(Stored data)

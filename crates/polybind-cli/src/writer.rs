//! Writing output sets to disk and reading them back

use anyhow::{Context, Result};
use polybind_codegen::OutputSet;
use polybind_core::TargetId;
use std::fs;
use std::path::{Path, PathBuf};

/// Write every file of every set under `base`, creating directories.
///
/// Returns the written paths in output order.
pub fn write_outputs(outputs: &[OutputSet], base: &Path) -> Result<Vec<PathBuf>> {
    let mut written = Vec::new();
    for output in outputs {
        let root = base.join(output.root());
        for file in output.files() {
            let path = root.join(file.path());
            if let Some(parent) = path.parent() {
                fs::create_dir_all(parent)
                    .with_context(|| format!("Failed to create directory: {}", parent.display()))?;
            }
            fs::write(&path, file.contents())
                .with_context(|| format!("Failed to write {}", path.display()))?;
            tracing::debug!(path = %path.display(), checksum = file.checksum(), "Wrote file");
            written.push(path);
        }
    }
    Ok(written)
}

/// Read every file under `root` into an output set for `target`.
///
/// Paths are relative to `root` and sorted. A missing root yields an empty set.
pub fn read_output(target: TargetId, root: &Path) -> Result<OutputSet> {
    let mut paths = Vec::new();
    if root.is_dir() {
        collect_files(root, &mut paths)?;
    }
    paths.sort();

    let mut output = OutputSet::new(target).with_root(root);
    for path in paths {
        let contents = fs::read_to_string(&path)
            .with_context(|| format!("Failed to read {}", path.display()))?;
        let relative = path.strip_prefix(root).unwrap_or(&path).to_path_buf();
        output.add(relative, contents)?;
    }
    Ok(output)
}

fn collect_files(dir: &Path, paths: &mut Vec<PathBuf>) -> Result<()> {
    let entries =
        fs::read_dir(dir).with_context(|| format!("Failed to list {}", dir.display()))?;
    for entry in entries {
        let path = entry?.path();
        if path.is_dir() {
            collect_files(&path, paths)?;
        } else {
            paths.push(path);
        }
    }
    Ok(())
}

#[cfg(test)]
#[path = "writer/writer_tests.rs"]
mod writer_tests;
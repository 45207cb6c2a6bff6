//! Tracing subscriber setup

use tracing_subscriber::EnvFilter;
use tracing_subscriber::prelude::*;

/// Install a stderr subscriber.
///
/// `RUST_LOG` wins over the configured level; `--verbose` forces debug.
pub fn init(level: &str, verbose: bool) {
    let filter = if verbose {
        EnvFilter::new("debug")
    } else {
        EnvFilter::try_from_default_env().unwrap_or_else(|_| EnvFilter::new(level))
    };

    let layer = tracing_subscriber::fmt::layer()
        .with_writer(std::io::stderr)
        .with_target(false);

    // Ignore the error if a subscriber is already installed
    let _ = tracing_subscriber::registry().with(filter).with(layer).try_init();
}
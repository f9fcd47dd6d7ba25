//! `[docs]` section configuration.

use serde::{Deserialize, Serialize};
use std::path::PathBuf;

/// `[docs]` section in schemac.toml - local documentation pages for
/// `$docsUrl` correlation.
///
/// # Example
/// ```toml
/// [docs]
/// root = "docs"
/// base_url = "https://docs.example/en/latest/"
/// ```
#[derive(Debug, Clone, Default, Serialize, Deserialize)]
#[serde(deny_unknown_fields)]
pub struct DocsConfig {
    /// Directory of markdown pages. Without one, correlation is skipped.
    #[serde(default)]
    pub root: Option<PathBuf>,

    /// URL prefix stripped from `$docsUrl` before mapping it under `root`.
    #[serde(default)]
    pub base_url: Option<String>,
}

#[cfg(test)]
mod tests {
    use super::super::SchemaConfig;
    use std::path::PathBuf;

    #[test]
    fn test_docs_config() {
        let config: SchemaConfig = toml::from_str(
            r#"
            [docs]
            root = "docs"
            base_url = "https://docs.example/en/latest/"
        "#,
        )
        .unwrap();
        assert_eq!(config.docs.root, Some(PathBuf::from("docs")));
        assert_eq!(
            config.docs.base_url.as_deref(),
            Some("https://docs.example/en/latest/")
        );
    }

    #[test]
    fn test_unknown_field_rejection() {
        let result: Result<SchemaConfig, _> = toml::from_str("[docs]\nurl = \"x\"\n");
        assert!(result.is_err());
    }
}
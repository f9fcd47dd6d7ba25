//! File category classification for watch mode.
//!
//! | Category   | Watch action                          | Example Files          |
//! |------------|---------------------------------------|------------------------|
//! | Template   | Rebuild file and its importers        | `src/schemas/**/*.yml` |
//! | Registry   | Reload registry, full rebuild         | `data/registry.yml`    |
//! | Unknown    | Ignored                               | Everything else        |

use crate::{compiler::paths::is_template, config::SchemaConfig};
use std::path::{Path, PathBuf};

pub use crate::config::normalize_path;

#[derive(Debug, Clone, Copy, PartialEq, Eq)]
pub enum FileCategory {
    /// Template below the source root
    Template,
    /// The configured registry file
    Registry,
    /// Anything else, including editor artifacts
    Unknown,
}

impl FileCategory {
    /// Short name used in logs
    pub const fn name(self) -> &'static str {
        match self {
            Self::Template => "template",
            Self::Registry => "registry",
            Self::Unknown => "unknown",
        }
    }

    /// Path to watch for this category, if configured.
    pub fn path(self, config: &SchemaConfig) -> Option<PathBuf> {
        match self {
            Self::Template => Some(config.build.src.clone()),
            Self::Registry => config.registry.path.clone(),
            Self::Unknown => None,
        }
    }

    /// Returns true if this category represents a directory (vs a single file)
    pub const fn is_directory(self) -> bool {
        matches!(self, Self::Template)
    }
}

/// Categorize a changed path.
///
/// Deleted files cannot be canonicalized, so the comparison falls back to
/// the absolute path as given.
pub fn categorize_path(path: &Path, config: &SchemaConfig) -> FileCategory {
    if is_temp_file(path) {
        return FileCategory::Unknown;
    }
    let path = normalize_path(path);

    if config.registry.path.as_deref() == Some(path.as_path()) {
        FileCategory::Registry
    } else if path.starts_with(&config.build.src) && is_template(&path) {
        FileCategory::Template
    } else {
        FileCategory::Unknown
    }
}

/// Check if path is a temp/backup file (editor artifacts).
pub fn is_temp_file(path: &Path) -> bool {
    let name = path.file_name().and_then(|n| n.to_str()).unwrap_or("");
    let ext = path.extension().and_then(|e| e.to_str()).unwrap_or("");

    matches!(ext, "bck" | "bak" | "backup" | "swp" | "swo" | "tmp")
        || name.ends_with('~')
        || name.starts_with('.')
}

#[cfg(test)]
mod tests {
    use super::*;
    use std::fs;
    use tempfile::TempDir;

    fn config(dir: &TempDir) -> SchemaConfig {
        let root = normalize_path(dir.path());
        fs::create_dir_all(root.join("src")).unwrap();
        fs::write(root.join("registry.yml"), "a: []\n").unwrap();

        let mut config = SchemaConfig::default();
        config.build.src = root.join("src");
        config.build.out = root.join("out");
        config.registry.path = Some(root.join("registry.yml"));
        config
    }

    #[test]
    fn test_category_name() {
        assert_eq!(FileCategory::Template.name(), "template");
        assert_eq!(FileCategory::Registry.name(), "registry");
        assert_eq!(FileCategory::Unknown.name(), "unknown");
    }

    #[test]
    fn test_is_directory() {
        assert!(FileCategory::Template.is_directory());
        assert!(!FileCategory::Registry.is_directory());
    }

    #[test]
    fn test_categorize_path() {
        let dir = TempDir::new().unwrap();
        let config = config(&dir);
        let src = &config.build.src;

        assert_eq!(categorize_path(&src.join("a/b.yml"), &config), FileCategory::Template);
        assert_eq!(categorize_path(&src.join("a/b.json"), &config), FileCategory::Template);
        assert_eq!(categorize_path(&src.join("a/notes.md"), &config), FileCategory::Unknown);
        assert_eq!(categorize_path(&src.join("a/.b.yml.swp"), &config), FileCategory::Unknown);
        assert_eq!(
            categorize_path(config.registry.path.as_ref().unwrap(), &config),
            FileCategory::Registry
        );
        assert_eq!(
            categorize_path(&config.build.out.join("a.json"), &config),
            FileCategory::Unknown
        );
    }

    #[test]
    fn test_is_temp_file() {
        assert!(is_temp_file(Path::new("a.yml~")));
        assert!(is_temp_file(Path::new(".a.yml.swp")));
        assert!(is_temp_file(Path::new("a.bak")));
        assert!(!is_temp_file(Path::new("a.yml")));
    }

    #[test]
    fn test_normalize_path_relative() {
        let path = normalize_path(Path::new("relative/missing"));
        assert!(path.is_absolute());
        assert!(path.ends_with("relative/missing"));
    }
}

» **DIRECTIONS**:
In the records above, find the line with "fs::create_dir_all(parent)"; write out exactly that line and each one after it, stopping after the line with "fs::write(&path, file.contents())".

» **WRITTEN SOLUTION**:
                fs::create_dir_all(parent)
                    .with_context(|| format!("Failed to create directory: {}", parent.display()))?;
            }
            fs::write(&path, file.contents())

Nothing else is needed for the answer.